Viruses are parasites; they need to live inside another organism to survive. Figuring out just who a virus's host is can be difficult, however. Especially when you're talking about bacteriophages—a particularly pervasive group of bacteria-infecting viruses.

The problem lies in identifying which bacteriophages are infecting which bacteria, without having to culture either the viruses or their hosts in the lab, which can often be a difficult if not impossible task.

To address that issue, a team led by Caltech biophysicist Rob Phillips has created a genetic-analysis technique—called microfluidic digital polymerase chain reaction (PCR)—that can "physically link single bacterial cells harvested from a natural environment with a viral marker genes," the scientists report in the July 1 issue of the journal Science.

The team looked at the bacterial community found in the hindgut of a termite—specifically, a termite collected in 2005 in Costa Rica. The typical termite hindgut contains over 250 different species of bacteria, "making it ideally suited to explore many potential, diverse phage-host interactions," the scientists say.

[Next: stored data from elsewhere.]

//! Client side of the daemon socket.

use std::collections::HashMap;
use std::path::PathBuf;
use std::sync::Arc;
use std::sync::atomic::{AtomicU64, Ordering};
use std::time::Duration;

use futures_util::stream::SplitSink;
use futures_util::{SinkExt, StreamExt};
use serde::de::DeserializeOwned;
use serde_json::Value;
use tokio::net::UnixStream;
use tokio::sync::{Mutex, oneshot};
use tokio_util::codec::Framed;
use tracing::debug;

use crate::protocol::{
    ClientRole, Message, RegisterParams, RegisterResult, Request, RequestId, Response, RpcError,
    methods,
};
use crate::transport::{CodecError, JsonRpcCodec};

const REQUEST_TIMEOUT: Duration = Duration::from_secs(10);

/// Socket of the overlay daemon: `$XDG_RUNTIME_DIR/edgelaunch.sock`, or the
/// temp dir when no runtime dir is set.
#[must_use]
pub fn socket_path() -> PathBuf {
    std::env::var("XDG_RUNTIME_DIR")
        .map_or_else(|_| std::env::temp_dir(), PathBuf::from)
        .join("edgelaunch.sock")
}

#[derive(Debug, thiserror::Error)]
pub enum ClientError {
    #[error("I/O error: {0}")]
    Io(#[from] std::io::Error),

    #[error("Codec error: {0}")]
    Codec(#[from] CodecError),

    #[error("JSON error: {0}")]
    Json(#[from] serde_json::Error),

    #[error("RPC error: {code} - {message}")]
    Rpc {
        code: i32,
        message: String,
        data: Option<Value>,
    },

    #[error("Connection closed")]
    ConnectionClosed,

    #[error("Request timeout")]
    Timeout,

    #[error("Unexpected response type")]
    UnexpectedResponse,
}

impl From<RpcError> for ClientError {
    fn from(e: RpcError) -> Self {
        ClientError::Rpc {
            code: e.code,
            message: e.message,
            data: e.data,
        }
    }
}

type Pending = Arc<Mutex<HashMap<RequestId, oneshot::Sender<Response>>>>;
type Sink = SplitSink<Framed<UnixStream, JsonRpcCodec>, Message>;

pub struct RpcClient {
    sink: Mutex<Sink>,
    pending: Pending,
    next_id: AtomicU64,
    session_id: Option<String>,
}

impl RpcClient {
    /// Connect to the daemon at [`socket_path`].
    ///
    /// # Errors
    ///
    /// Returns `ClientError::Io` if nobody listens on the socket.
    pub async fn connect() -> Result<Self, ClientError> {
        Self::connect_to(socket_path()).await
    }

    /// # Errors
    ///
    /// Returns `ClientError::Io` if nobody listens on `path`.
    pub async fn connect_to(path: PathBuf) -> Result<Self, ClientError> {
        let stream = UnixStream::connect(&path).await?;
        let (sink, mut frames) = Framed::new(stream, JsonRpcCodec::new()).split();
        let pending: Pending = Arc::default();

        let reader_pending = Arc::clone(&pending);
        tokio::spawn(async move {
            while let Some(frame) = frames.next().await {
                match frame {
                    Ok(Message::Response(resp)) => {
                        if let Some(tx) = reader_pending.lock().await.remove(&resp.id) {
                            let _ = tx.send(resp);
                        }
                    }
                    Ok(Message::Request(req)) => {
                        debug!("Ignoring server message {}", req.method);
                    }
                    Err(e) => {
                        debug!("Daemon connection failed: {e}");
                        break;
                    }
                }
            }
            // Dropping the senders wakes every waiter with ConnectionClosed
            reader_pending.lock().await.clear();
        });

        Ok(Self {
            sink: Mutex::new(sink),
            pending,
            next_id: AtomicU64::new(1),
            session_id: None,
        })
    }

    /// # Errors
    ///
    /// Returns an error if the daemon rejects the registration.
    pub async fn register(&mut self, role: ClientRole) -> Result<String, ClientError> {
        let params = serde_json::to_value(RegisterParams { role })?;
        let result: RegisterResult = self.request(methods::REGISTER, Some(params)).await?;
        self.session_id = Some(result.session_id.clone());
        Ok(result.session_id)
    }

    #[must_use]
    pub fn session_id(&self) -> Option<&str> {
        self.session_id.as_deref()
    }

    /// Send a request and decode its result.
    ///
    /// # Errors
    ///
    /// Returns an error if sending fails, the daemon answers with an error,
    /// no answer arrives in time, or the result has the wrong shape.
    pub async fn request<T: DeserializeOwned>(
        &self,
        method: &str,
        params: Option<Value>,
    ) -> Result<T, ClientError> {
        let id = RequestId::Number(self.next_id.fetch_add(1, Ordering::SeqCst));
        let (tx, rx) = oneshot::channel();
        self.pending.lock().await.insert(id.clone(), tx);

        self.sink
            .lock()
            .await
            .send(Message::Request(Request::new(method, params, id)))
            .await?;

        let response = tokio::time::timeout(REQUEST_TIMEOUT, rx)
            .await
            .map_err(|_| ClientError::Timeout)?
            .map_err(|_| ClientError::ConnectionClosed)?;

        if let Some(error) = response.error {
            return Err(error.into());
        }
        let result = response.result.ok_or(ClientError::UnexpectedResponse)?;
        Ok(serde_json::from_value(result)?)
    }

    /// Fire-and-forget request without an id.
    ///
    /// # Errors
    ///
    /// Returns an error if the frame cannot be written.
    pub async fn notify(&self, method: &str, params: Option<Value>) -> Result<(), ClientError> {
        self.sink
            .lock()
            .await
            .send(Message::Request(Request::notification(method, params)))
            .await?;
        Ok(())
    }
}

#[cfg(test)]
mod tests {
    use super::*;

    #[test]
    fn test_socket_path_name() {
        assert!(socket_path().ends_with("edgelaunch.sock"));
    }

    #[test]
    fn test_rpc_error_conversion_keeps_data() {
        let err: ClientError =
            RpcError::trigger_failed("boom", edgelaunch_types::LifecycleState::Armed).into();
        let ClientError::Rpc { code, data, .. } = err else {
            panic!("expected rpc error");
        };
        assert_eq!(code, crate::protocol::TRIGGER_FAILED);
        assert_eq!(data.unwrap()["state"], "armed");
    }

    #[tokio::test]
    async fn test_connect_to_missing_socket_fails() {
        let dir = std::env::temp_dir().join("edgelaunch-missing-socket-test");
        let result = RpcClient::connect_to(dir.join("nobody.sock")).await;
        assert!(matches!(result, Err(ClientError::Io(_))));
    }
}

What they found was that microfluidic digital PCR allowed them to see interactions between the viruses and their bacterial hosts in uncultivated cells harvested directly from the hindgut. They noted, for instance, that variants of a viral packaging gene had made their way into hosts across an entire genus of bacteria; in another gene-tracking experiment, however, they found little evidence of lateral gene transfer or switching of the gene from one host to another, despite plenty of opportunity.

"Our approach does not require culturing hosts or viruses," the researchers write, "and provides a method for examining virus-bacteria interactions in many environments."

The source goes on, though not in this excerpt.